== WHAT IS NEEDED ==
Across the data below, how many lines have the word "floor" in them? Respond with the number alone.

Stored data:
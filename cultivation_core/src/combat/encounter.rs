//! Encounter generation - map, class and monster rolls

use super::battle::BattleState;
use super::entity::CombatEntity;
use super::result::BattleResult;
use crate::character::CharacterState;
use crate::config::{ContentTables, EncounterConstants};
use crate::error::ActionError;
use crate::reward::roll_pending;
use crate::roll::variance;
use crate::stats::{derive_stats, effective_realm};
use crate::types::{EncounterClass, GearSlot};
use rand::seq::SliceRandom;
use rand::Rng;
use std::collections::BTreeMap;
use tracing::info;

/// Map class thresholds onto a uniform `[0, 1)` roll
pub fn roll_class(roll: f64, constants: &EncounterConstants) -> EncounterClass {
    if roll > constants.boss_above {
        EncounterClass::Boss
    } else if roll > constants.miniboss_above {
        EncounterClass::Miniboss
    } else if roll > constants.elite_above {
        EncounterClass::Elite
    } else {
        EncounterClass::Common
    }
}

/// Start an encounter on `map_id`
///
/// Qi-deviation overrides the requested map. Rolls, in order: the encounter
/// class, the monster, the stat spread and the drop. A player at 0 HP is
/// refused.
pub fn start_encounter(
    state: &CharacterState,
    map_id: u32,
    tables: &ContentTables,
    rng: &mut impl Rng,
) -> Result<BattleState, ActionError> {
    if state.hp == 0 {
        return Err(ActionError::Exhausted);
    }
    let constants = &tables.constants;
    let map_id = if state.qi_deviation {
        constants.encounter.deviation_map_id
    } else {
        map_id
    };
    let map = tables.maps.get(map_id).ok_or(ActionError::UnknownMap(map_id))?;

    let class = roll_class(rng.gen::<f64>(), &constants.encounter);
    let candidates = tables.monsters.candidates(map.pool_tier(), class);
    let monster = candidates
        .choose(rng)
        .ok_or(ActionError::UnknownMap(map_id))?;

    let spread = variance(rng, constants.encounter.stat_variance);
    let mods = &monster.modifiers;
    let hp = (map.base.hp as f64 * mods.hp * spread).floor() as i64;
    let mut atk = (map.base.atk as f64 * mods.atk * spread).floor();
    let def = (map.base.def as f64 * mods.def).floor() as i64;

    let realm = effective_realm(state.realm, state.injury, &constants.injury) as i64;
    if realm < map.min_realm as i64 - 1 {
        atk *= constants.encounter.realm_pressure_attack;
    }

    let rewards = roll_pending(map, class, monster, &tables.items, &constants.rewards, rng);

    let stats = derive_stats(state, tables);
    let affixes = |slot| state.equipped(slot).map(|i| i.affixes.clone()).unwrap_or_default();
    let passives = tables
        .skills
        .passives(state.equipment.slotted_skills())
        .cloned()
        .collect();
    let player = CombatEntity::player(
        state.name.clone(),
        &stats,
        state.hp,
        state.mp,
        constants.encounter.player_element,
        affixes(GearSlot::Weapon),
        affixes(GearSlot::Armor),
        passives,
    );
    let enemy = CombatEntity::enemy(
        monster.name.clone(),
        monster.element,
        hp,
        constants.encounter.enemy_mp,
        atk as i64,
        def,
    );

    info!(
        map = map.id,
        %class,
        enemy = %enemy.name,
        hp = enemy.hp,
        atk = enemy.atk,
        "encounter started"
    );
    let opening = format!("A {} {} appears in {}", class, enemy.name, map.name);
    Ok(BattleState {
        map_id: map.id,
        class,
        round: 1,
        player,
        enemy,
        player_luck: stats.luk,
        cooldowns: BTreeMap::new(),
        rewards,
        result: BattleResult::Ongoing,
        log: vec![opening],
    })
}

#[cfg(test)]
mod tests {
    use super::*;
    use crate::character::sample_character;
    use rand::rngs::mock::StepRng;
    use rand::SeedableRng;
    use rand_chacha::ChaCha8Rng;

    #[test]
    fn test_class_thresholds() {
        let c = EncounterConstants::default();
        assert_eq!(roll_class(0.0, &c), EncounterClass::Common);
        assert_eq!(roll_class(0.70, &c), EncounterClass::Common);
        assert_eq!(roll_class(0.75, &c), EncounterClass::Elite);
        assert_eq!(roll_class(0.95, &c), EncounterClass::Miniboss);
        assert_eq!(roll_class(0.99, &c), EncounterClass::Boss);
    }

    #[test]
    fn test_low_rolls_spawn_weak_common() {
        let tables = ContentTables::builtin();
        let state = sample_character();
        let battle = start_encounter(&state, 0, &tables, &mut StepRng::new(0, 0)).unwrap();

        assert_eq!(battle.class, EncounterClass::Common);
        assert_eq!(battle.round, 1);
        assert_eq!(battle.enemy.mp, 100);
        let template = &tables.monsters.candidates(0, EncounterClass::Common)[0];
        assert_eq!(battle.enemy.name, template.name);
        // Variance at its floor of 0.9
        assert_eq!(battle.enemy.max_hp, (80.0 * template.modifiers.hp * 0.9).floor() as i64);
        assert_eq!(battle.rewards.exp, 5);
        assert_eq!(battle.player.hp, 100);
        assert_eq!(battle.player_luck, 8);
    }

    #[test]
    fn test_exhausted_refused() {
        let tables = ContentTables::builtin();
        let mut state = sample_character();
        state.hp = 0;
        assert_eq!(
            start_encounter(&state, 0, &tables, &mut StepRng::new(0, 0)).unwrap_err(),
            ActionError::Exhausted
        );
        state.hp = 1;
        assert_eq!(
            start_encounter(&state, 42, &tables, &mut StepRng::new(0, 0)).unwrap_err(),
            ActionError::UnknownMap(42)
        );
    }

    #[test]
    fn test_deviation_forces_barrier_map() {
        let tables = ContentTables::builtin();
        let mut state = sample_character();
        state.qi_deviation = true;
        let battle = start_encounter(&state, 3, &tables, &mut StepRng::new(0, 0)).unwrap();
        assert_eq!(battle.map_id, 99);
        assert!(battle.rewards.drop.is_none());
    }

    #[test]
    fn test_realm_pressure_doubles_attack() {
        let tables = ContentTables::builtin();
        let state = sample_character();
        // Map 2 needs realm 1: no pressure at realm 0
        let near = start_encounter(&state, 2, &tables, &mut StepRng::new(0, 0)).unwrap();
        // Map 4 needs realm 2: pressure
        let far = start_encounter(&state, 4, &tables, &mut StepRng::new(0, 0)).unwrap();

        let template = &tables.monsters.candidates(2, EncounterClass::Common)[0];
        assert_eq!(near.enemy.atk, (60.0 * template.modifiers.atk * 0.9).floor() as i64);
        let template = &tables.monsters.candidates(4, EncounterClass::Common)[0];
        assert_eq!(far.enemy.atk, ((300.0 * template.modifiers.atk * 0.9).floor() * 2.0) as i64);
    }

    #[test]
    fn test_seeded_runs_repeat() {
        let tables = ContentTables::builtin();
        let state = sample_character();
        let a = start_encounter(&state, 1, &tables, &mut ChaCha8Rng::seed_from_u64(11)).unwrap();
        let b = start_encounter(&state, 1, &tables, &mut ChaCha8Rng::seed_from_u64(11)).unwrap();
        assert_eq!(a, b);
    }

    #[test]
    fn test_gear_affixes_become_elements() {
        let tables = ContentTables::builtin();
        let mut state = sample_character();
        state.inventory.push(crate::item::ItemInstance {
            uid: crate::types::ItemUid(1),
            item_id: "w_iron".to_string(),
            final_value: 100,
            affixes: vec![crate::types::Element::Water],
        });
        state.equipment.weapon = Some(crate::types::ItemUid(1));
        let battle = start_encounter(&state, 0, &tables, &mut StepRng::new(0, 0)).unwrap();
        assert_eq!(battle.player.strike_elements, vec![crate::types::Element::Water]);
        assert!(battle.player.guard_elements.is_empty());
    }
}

* * *

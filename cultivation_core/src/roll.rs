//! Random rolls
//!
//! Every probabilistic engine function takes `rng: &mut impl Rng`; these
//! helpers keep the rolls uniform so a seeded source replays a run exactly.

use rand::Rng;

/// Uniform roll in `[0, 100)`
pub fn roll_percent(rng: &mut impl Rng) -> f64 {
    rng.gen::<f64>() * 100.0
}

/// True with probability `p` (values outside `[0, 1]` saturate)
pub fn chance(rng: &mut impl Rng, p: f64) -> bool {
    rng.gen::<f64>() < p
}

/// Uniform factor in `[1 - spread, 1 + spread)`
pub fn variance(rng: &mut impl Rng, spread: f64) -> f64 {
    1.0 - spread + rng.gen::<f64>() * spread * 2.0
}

== RESULT FOR THIS EXERCISE ==
7